━━━ AVAILABLE DATA ━━━

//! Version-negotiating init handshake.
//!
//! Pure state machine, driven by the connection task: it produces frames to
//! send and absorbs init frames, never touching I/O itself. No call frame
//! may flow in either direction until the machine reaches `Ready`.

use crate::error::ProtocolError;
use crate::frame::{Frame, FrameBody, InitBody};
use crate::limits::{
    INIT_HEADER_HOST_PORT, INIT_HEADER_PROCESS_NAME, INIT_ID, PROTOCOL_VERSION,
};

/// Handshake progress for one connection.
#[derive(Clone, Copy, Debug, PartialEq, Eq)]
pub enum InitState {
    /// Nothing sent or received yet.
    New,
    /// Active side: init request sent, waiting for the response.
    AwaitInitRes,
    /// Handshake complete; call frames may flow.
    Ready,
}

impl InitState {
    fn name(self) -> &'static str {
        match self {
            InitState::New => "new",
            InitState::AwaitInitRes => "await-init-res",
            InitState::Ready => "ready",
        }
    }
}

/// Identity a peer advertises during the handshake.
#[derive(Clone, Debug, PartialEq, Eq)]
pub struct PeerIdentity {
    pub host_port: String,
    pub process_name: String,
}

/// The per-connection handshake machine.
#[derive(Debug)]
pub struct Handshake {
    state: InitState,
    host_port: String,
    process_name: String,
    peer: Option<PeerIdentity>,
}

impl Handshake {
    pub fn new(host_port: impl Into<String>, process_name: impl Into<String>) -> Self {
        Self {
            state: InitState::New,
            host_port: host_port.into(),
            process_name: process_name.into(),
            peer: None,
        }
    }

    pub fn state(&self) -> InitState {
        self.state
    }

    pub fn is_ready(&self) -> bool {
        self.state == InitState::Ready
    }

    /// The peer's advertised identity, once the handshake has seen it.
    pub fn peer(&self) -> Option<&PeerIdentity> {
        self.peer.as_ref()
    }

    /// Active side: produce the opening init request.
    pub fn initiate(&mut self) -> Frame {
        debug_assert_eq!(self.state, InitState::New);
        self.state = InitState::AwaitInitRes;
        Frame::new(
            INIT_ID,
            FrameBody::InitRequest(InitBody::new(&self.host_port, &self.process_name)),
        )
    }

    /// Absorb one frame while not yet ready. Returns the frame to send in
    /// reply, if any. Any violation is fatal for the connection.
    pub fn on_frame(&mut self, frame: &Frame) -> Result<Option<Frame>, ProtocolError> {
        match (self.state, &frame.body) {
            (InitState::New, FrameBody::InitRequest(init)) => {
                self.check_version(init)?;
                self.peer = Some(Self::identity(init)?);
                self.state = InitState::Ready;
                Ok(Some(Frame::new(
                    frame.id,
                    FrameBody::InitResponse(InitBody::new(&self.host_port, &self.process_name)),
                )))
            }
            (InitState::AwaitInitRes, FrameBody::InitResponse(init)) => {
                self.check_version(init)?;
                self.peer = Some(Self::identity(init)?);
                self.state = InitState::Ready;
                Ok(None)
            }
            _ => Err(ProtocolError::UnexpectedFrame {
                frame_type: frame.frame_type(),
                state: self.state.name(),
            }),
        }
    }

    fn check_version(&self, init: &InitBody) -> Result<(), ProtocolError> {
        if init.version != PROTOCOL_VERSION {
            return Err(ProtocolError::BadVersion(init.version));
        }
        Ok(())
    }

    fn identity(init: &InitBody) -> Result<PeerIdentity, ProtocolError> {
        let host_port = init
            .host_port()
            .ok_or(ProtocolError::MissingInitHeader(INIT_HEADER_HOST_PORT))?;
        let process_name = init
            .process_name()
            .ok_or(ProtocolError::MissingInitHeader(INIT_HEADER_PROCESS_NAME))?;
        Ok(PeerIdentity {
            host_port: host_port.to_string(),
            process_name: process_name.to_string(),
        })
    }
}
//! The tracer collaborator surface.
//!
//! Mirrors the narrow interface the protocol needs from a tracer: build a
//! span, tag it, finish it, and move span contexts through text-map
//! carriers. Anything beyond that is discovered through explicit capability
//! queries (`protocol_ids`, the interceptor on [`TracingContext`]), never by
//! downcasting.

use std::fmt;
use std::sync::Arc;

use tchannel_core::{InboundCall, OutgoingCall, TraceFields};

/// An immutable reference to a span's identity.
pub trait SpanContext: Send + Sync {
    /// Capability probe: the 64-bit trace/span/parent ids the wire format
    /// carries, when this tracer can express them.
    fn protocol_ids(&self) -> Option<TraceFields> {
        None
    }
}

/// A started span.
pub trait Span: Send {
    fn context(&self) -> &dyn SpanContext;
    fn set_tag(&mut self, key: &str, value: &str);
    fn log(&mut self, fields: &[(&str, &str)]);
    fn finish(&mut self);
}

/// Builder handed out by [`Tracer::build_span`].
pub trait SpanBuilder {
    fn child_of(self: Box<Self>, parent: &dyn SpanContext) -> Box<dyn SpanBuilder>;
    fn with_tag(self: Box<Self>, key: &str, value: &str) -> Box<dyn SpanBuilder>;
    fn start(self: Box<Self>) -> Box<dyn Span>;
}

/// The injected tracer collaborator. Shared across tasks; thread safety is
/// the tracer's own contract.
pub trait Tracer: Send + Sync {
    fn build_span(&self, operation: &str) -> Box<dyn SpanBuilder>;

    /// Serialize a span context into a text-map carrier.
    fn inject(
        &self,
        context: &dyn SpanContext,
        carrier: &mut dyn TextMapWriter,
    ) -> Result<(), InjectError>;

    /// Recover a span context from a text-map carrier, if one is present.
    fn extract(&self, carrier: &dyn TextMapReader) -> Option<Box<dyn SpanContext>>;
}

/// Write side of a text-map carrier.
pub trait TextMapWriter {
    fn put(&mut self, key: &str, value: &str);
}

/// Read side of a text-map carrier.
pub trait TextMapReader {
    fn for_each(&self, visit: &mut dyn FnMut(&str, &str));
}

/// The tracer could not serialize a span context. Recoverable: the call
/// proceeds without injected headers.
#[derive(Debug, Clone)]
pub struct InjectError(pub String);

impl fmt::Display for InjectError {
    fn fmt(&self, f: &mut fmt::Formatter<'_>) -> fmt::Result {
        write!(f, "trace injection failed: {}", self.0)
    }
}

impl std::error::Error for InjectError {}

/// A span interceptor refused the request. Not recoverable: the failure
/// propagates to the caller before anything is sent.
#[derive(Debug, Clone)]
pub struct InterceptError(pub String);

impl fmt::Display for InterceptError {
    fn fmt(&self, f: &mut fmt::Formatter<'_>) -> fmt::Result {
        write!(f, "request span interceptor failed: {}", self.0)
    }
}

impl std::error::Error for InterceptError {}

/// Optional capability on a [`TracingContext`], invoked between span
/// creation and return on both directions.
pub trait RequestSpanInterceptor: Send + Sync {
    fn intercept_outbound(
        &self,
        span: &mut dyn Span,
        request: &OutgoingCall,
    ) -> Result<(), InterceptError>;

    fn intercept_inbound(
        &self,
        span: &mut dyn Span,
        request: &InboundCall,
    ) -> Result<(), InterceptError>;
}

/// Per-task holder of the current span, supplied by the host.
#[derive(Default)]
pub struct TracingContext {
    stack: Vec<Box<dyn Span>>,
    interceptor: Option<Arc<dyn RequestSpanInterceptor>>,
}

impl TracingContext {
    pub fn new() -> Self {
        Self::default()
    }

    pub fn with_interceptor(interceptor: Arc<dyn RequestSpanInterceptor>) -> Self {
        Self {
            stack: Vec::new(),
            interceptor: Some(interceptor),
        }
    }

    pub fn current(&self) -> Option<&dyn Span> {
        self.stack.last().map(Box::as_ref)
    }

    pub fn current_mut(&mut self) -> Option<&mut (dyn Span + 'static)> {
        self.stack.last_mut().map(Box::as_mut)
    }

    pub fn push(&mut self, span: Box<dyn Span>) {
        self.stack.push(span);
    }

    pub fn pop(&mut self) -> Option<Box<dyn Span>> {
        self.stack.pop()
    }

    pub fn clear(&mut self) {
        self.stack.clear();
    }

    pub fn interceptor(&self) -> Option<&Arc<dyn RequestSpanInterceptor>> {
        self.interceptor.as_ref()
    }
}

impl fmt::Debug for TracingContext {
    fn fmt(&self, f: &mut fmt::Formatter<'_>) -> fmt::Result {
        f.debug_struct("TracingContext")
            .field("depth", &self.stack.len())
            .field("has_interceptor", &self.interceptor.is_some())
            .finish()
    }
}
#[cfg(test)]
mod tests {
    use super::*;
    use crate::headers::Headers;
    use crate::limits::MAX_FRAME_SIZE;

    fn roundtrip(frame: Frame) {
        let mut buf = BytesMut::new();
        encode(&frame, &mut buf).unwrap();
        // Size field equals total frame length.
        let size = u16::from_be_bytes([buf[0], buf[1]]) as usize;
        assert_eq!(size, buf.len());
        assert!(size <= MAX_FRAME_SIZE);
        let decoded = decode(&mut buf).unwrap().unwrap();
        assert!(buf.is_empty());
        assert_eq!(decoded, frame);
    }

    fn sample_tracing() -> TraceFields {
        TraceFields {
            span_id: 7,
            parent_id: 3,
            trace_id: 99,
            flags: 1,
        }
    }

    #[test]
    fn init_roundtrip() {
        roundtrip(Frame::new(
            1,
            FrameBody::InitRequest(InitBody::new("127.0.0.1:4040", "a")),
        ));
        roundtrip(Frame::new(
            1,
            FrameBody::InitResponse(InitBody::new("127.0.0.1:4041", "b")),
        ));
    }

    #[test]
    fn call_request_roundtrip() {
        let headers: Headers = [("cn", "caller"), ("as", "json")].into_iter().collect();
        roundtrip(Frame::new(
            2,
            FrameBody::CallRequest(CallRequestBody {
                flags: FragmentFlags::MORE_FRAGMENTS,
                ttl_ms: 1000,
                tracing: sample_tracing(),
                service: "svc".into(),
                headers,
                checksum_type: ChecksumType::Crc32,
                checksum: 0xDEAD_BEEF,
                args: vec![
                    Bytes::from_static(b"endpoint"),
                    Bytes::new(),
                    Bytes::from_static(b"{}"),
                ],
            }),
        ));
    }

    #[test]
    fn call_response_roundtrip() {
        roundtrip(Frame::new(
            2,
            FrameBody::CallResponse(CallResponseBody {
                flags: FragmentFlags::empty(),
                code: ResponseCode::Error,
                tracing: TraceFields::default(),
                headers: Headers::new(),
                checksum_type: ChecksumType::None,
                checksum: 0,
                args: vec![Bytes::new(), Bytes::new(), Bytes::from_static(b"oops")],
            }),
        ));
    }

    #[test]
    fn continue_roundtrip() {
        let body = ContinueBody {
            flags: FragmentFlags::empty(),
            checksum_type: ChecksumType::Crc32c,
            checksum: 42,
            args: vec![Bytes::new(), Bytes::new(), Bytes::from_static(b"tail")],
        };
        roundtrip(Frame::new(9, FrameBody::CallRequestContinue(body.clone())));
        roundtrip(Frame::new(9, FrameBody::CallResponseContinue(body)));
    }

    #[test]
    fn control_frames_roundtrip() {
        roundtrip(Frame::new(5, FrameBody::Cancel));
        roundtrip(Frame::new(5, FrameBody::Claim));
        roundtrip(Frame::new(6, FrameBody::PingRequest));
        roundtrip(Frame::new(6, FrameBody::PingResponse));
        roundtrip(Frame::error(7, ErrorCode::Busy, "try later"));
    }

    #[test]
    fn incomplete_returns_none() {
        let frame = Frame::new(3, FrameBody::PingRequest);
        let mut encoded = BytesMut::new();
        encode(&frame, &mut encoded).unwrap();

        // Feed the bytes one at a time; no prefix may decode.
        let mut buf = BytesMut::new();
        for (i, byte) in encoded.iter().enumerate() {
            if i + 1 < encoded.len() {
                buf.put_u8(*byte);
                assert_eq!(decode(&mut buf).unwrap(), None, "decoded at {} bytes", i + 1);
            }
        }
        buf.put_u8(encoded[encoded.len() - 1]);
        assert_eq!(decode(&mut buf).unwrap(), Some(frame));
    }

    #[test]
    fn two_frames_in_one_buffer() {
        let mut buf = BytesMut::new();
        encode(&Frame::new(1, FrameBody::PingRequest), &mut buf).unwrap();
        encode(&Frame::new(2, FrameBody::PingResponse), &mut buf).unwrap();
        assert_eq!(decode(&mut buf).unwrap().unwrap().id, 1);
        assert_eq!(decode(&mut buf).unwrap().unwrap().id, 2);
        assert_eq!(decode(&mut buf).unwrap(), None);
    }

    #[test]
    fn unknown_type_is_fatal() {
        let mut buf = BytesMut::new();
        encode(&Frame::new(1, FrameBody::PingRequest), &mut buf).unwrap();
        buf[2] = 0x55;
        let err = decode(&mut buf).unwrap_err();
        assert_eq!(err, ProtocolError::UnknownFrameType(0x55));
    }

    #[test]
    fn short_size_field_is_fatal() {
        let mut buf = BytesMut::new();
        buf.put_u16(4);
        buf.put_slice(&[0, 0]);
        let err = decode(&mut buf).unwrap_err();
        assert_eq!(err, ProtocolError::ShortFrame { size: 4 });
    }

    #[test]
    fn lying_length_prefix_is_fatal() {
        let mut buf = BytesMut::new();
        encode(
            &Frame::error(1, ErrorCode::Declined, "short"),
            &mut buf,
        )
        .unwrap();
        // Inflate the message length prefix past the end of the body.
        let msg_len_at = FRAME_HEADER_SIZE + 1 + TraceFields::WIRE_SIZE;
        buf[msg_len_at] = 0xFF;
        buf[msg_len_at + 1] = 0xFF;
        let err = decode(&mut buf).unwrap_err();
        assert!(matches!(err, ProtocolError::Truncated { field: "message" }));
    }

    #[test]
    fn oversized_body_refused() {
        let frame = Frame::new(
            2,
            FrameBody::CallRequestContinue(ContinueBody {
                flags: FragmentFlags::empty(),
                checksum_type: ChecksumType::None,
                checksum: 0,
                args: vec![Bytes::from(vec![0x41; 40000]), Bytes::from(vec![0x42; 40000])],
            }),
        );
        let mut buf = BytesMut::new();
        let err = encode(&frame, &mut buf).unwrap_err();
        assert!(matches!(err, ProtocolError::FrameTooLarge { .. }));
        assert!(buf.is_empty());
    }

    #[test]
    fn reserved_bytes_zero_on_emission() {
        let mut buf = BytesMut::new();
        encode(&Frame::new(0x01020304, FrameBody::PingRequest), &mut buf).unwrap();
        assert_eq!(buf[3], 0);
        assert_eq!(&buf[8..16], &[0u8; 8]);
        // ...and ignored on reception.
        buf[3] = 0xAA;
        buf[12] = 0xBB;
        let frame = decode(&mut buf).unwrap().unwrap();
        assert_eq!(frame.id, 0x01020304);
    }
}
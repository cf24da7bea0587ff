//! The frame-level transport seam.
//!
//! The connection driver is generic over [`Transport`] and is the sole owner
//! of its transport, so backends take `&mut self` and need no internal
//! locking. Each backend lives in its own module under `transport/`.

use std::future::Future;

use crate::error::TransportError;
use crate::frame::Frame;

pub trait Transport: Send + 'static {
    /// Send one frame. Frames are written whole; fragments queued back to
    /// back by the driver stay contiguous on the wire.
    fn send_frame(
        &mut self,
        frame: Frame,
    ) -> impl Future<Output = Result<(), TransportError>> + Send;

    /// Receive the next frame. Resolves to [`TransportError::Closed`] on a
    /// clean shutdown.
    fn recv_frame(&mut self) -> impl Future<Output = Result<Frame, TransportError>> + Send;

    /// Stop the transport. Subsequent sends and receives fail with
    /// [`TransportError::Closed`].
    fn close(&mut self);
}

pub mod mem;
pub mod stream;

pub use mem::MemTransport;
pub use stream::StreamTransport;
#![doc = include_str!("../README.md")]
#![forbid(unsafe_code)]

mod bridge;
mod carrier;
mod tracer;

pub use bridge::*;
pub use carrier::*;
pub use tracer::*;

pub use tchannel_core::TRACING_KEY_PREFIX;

━━━

TO DO =>
Lines in the listing that include the word "TransportError": how many are there? Give the number alone.

FINISHED TASK =>
5